What you are asked to do:
Find and copy each line in the material below where the string "anyhow" occurs.
[Start of section]
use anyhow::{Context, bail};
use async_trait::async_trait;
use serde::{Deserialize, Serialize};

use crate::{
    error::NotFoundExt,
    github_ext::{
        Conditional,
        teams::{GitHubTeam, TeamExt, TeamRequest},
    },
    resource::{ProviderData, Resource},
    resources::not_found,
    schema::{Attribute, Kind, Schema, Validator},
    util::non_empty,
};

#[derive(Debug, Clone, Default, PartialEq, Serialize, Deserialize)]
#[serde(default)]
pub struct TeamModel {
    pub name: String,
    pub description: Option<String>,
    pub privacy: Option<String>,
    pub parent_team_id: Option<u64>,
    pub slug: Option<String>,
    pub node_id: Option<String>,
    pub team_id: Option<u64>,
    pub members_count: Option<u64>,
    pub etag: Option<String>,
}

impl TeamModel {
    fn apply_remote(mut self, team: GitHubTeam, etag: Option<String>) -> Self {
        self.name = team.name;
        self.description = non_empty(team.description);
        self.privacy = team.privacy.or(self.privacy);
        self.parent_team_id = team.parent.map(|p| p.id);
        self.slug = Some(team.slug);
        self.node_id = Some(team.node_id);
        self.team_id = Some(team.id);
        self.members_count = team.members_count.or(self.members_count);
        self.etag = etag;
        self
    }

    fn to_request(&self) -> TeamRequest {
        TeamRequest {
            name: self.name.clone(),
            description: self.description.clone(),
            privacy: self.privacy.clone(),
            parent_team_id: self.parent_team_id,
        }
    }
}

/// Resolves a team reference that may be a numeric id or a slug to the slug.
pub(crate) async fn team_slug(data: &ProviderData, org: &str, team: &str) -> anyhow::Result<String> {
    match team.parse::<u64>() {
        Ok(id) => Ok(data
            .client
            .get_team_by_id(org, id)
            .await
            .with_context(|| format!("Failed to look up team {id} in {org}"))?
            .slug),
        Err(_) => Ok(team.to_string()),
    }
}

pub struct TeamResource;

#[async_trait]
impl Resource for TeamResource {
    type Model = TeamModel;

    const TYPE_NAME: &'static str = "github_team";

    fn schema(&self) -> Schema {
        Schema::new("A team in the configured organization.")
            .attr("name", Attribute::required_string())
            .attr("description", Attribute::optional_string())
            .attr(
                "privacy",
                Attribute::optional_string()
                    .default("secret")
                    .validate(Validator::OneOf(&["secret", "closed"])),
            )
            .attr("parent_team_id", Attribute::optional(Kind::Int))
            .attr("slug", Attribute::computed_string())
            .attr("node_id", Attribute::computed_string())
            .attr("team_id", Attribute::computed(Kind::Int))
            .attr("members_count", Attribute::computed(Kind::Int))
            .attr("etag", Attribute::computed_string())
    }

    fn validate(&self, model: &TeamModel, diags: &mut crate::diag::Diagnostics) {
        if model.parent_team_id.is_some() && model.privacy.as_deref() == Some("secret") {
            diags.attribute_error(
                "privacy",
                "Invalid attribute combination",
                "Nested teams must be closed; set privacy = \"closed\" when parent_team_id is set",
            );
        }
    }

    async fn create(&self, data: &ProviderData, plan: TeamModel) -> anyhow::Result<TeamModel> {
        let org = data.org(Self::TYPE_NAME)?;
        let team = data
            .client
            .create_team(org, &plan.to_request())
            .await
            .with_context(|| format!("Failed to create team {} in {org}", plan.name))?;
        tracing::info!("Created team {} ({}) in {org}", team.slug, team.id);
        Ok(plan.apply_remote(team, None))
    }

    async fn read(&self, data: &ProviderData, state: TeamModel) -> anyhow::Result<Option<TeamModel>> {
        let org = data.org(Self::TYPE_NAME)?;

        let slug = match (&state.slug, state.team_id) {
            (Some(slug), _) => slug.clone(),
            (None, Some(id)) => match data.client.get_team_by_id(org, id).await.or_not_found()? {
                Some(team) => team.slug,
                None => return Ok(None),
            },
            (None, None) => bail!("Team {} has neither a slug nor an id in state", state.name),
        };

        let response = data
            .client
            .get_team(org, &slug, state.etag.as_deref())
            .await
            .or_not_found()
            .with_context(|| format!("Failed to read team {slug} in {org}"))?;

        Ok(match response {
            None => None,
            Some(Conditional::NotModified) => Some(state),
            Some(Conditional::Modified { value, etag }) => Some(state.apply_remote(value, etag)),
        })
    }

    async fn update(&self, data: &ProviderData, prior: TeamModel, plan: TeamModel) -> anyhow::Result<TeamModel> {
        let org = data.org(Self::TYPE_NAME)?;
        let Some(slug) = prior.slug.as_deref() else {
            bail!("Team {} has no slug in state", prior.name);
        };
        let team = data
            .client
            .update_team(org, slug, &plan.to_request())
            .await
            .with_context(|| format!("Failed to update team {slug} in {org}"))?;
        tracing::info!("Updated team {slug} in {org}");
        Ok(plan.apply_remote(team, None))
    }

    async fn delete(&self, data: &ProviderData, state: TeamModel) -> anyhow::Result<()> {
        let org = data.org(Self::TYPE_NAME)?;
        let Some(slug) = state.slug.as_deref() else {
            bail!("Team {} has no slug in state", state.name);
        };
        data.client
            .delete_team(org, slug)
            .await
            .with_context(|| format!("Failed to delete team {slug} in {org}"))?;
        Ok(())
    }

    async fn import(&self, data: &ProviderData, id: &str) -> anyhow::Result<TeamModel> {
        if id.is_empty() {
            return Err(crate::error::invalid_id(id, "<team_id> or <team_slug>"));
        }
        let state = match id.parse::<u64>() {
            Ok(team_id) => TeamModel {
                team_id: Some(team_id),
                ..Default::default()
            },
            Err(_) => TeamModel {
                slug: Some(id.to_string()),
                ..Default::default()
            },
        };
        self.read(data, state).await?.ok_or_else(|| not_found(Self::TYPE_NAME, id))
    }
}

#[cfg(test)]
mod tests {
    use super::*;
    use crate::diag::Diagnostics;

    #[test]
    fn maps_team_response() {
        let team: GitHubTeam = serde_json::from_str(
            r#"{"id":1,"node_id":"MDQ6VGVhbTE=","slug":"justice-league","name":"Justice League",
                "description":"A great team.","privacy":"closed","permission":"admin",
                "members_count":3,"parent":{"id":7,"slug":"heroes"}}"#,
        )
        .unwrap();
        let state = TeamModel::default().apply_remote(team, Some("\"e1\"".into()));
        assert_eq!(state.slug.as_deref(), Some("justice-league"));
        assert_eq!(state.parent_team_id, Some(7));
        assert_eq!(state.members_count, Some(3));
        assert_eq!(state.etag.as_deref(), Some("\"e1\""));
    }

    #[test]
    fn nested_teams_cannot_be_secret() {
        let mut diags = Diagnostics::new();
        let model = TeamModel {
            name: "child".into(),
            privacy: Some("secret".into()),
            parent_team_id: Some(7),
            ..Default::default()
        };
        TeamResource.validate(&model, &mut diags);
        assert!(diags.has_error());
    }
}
[End of section]
Task solution:
use anyhow::{Context, bail};
pub(crate) async fn team_slug(data: &ProviderData, org: &str, team: &str) -> anyhow::Result<String> {
    async fn create(&self, data: &ProviderData, plan: TeamModel) -> anyhow::Result<TeamModel> {
    async fn read(&self, data: &ProviderData, state: TeamModel) -> anyhow::Result<Option<TeamModel>> {
    async fn update(&self, data: &ProviderData, prior: TeamModel, plan: TeamModel) -> anyhow::Result<TeamModel> {
    async fn delete(&self, data: &ProviderData, state: TeamModel) -> anyhow::Result<()> {
    async fn import(&self, data: &ProviderData, id: &str) -> anyhow::Result<TeamModel> {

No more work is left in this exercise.